_YOUR INSTRUCTIONS_. Once the line with "#[derive(Debug, Clone, Copy, PartialEq, Eq, Serialize)]" is found in the entries below, repeat it and each following line exactly, up to and including the line with "upper bound, epoch milliseconds.". Add no other lines.

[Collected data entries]
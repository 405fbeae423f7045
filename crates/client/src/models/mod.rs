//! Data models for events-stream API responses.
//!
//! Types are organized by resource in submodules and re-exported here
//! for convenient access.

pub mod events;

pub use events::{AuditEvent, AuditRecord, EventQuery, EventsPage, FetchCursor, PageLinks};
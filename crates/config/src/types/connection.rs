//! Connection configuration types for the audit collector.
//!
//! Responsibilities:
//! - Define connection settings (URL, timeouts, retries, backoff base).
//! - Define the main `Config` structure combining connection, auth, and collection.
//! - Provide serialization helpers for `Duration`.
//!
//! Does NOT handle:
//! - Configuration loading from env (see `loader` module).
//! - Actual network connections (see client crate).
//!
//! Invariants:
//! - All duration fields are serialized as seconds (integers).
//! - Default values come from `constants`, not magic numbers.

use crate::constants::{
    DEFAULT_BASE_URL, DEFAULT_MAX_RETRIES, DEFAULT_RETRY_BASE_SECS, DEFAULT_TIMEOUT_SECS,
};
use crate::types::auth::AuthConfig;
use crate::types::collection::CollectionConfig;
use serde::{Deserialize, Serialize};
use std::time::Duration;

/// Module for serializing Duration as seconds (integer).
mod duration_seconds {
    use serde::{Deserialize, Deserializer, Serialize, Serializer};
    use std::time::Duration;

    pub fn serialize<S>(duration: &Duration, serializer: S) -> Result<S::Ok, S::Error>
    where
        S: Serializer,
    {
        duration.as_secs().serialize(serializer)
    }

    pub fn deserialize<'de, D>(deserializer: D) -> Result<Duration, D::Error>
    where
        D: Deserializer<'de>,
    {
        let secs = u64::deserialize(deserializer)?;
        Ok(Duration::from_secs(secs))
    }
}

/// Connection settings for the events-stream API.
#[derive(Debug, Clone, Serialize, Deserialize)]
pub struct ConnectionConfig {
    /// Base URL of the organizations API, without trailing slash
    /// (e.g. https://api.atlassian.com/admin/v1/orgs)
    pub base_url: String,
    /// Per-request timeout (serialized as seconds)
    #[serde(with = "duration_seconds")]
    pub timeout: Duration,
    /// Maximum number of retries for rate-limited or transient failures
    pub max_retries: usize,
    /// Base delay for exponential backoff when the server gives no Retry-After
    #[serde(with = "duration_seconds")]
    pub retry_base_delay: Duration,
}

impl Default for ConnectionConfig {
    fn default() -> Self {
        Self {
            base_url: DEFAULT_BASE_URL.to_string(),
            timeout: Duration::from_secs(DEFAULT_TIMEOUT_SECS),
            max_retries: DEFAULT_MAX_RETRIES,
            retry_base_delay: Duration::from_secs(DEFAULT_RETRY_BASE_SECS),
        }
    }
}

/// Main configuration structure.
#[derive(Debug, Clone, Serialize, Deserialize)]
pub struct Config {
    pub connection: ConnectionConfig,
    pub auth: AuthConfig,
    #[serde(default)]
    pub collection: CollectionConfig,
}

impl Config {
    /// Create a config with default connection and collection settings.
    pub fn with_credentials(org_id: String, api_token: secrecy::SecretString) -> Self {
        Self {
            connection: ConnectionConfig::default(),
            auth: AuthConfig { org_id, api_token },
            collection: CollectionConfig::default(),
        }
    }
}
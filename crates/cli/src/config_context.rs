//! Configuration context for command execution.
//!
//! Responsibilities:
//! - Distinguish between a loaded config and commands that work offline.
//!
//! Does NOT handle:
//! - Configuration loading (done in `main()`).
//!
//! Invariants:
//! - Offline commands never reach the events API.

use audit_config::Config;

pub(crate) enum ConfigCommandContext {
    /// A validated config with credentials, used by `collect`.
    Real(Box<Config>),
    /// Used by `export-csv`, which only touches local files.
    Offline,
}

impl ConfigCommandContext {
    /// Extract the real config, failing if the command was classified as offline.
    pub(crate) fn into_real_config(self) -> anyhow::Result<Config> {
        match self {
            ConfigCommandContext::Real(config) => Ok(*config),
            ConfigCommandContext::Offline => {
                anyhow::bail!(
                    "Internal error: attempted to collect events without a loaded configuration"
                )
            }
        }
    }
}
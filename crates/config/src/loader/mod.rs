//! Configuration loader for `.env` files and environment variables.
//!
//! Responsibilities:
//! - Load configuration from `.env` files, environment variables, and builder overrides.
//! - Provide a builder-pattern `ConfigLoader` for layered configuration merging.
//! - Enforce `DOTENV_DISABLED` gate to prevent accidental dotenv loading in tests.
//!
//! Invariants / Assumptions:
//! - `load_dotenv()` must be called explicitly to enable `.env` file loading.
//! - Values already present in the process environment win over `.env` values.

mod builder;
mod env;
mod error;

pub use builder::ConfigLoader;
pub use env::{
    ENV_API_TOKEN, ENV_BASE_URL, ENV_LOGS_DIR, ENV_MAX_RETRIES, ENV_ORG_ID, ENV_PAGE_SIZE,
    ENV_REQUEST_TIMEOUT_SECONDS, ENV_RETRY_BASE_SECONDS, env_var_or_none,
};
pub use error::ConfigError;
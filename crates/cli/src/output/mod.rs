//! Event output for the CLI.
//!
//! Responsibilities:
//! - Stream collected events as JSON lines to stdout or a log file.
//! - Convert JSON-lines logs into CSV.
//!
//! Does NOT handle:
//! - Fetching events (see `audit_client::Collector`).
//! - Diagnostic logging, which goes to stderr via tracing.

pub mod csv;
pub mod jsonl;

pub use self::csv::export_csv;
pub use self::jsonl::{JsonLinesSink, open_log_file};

--

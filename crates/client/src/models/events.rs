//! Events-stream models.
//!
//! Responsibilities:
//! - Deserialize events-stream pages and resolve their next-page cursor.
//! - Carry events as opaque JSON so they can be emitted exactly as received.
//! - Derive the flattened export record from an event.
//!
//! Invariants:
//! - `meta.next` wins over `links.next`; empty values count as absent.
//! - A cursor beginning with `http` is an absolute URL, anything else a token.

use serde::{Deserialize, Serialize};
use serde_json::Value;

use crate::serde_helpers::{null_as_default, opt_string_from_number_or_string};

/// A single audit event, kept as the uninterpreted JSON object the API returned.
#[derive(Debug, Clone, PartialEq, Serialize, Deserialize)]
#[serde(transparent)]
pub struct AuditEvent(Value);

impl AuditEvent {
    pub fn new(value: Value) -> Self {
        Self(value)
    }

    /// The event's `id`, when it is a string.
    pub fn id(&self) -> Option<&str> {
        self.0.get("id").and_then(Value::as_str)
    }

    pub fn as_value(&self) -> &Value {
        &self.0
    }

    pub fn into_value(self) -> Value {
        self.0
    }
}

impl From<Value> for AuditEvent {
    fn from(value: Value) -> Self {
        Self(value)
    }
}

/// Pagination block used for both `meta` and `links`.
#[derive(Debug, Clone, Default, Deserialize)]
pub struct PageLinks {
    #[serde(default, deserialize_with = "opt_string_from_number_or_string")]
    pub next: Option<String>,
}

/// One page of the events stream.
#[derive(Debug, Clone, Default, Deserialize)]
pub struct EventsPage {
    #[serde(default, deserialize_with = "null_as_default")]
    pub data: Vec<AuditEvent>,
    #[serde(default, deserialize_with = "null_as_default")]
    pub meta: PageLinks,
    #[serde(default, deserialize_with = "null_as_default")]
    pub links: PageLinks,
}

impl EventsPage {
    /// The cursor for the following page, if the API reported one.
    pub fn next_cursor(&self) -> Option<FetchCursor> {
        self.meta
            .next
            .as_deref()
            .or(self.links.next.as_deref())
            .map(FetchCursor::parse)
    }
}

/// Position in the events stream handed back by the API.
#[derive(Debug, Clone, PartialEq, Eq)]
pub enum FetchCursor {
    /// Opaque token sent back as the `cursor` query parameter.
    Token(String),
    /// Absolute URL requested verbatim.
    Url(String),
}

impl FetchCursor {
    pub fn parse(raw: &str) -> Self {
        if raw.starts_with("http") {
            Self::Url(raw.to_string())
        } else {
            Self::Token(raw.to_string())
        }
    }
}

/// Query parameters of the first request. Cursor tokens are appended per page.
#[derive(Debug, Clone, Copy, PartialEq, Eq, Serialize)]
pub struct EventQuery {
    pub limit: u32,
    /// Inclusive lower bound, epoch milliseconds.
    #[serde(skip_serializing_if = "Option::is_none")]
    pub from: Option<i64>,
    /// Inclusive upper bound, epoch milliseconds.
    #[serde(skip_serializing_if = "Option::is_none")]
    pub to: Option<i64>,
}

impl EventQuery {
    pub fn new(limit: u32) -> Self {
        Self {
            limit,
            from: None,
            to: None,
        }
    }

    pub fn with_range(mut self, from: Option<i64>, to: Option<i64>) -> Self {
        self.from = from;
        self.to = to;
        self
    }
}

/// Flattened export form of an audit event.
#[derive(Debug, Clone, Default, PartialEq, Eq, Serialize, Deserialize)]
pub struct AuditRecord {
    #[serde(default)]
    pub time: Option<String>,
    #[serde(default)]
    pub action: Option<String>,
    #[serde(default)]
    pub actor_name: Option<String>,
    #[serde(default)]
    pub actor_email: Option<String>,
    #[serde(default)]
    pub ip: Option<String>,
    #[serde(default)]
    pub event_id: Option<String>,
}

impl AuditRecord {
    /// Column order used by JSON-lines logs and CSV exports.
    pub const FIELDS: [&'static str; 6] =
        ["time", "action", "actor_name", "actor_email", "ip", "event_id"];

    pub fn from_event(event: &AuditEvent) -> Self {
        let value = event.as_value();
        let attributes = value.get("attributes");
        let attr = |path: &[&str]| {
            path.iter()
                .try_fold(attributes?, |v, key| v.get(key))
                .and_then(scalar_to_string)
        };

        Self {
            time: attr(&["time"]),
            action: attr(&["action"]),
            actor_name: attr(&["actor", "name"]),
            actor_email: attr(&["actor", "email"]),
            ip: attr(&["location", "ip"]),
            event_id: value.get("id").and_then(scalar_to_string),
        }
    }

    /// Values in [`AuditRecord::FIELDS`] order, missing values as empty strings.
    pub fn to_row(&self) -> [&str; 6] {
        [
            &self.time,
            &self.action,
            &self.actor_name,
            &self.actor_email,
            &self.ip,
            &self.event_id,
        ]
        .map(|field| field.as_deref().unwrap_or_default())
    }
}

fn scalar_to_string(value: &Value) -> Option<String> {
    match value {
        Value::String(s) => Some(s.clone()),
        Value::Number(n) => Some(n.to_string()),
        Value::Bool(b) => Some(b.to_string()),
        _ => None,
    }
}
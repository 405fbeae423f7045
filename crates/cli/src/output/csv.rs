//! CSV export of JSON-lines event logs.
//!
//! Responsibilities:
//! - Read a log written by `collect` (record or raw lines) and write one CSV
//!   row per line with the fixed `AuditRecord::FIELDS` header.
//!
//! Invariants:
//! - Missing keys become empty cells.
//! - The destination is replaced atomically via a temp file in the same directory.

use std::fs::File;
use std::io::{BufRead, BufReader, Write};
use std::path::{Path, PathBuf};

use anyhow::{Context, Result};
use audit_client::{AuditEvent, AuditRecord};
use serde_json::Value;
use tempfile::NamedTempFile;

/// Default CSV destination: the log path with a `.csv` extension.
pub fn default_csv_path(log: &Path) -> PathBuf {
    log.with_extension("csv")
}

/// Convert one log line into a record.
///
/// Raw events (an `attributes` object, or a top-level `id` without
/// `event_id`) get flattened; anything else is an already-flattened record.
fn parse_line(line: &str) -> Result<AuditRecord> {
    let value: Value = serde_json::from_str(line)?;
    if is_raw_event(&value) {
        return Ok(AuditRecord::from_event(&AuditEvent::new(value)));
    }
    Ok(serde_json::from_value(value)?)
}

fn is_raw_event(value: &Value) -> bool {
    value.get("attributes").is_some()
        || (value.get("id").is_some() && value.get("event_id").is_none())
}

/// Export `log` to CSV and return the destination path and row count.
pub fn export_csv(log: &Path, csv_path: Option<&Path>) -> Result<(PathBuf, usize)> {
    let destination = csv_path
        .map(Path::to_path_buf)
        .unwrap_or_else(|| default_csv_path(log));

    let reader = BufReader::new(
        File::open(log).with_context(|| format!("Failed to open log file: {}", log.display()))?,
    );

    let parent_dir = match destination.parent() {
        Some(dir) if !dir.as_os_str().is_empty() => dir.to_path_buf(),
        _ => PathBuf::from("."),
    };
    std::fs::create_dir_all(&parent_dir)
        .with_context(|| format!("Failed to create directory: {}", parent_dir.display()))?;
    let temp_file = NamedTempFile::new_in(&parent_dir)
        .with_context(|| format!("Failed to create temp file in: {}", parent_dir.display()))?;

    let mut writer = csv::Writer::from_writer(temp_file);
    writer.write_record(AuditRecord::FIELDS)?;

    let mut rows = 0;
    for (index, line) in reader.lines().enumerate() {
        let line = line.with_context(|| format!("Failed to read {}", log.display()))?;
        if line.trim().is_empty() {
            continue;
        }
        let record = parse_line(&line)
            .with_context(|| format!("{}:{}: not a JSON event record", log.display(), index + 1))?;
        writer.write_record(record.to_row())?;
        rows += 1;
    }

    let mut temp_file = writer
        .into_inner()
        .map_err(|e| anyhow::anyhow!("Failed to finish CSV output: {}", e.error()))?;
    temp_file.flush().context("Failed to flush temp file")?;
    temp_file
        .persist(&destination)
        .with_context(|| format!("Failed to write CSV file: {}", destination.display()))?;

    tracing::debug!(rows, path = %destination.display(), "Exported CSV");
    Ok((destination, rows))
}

_ANSWER BOX_.
#[derive(Debug, Clone, Copy, PartialEq, Eq, Serialize)]
pub struct EventQuery {
    pub limit: u32,
    /// Inclusive lower bound, epoch milliseconds.
    #[serde(skip_serializing_if = "Option::is_none")]
    pub from: Option<i64>,
    /// Inclusive upper bound, epoch milliseconds.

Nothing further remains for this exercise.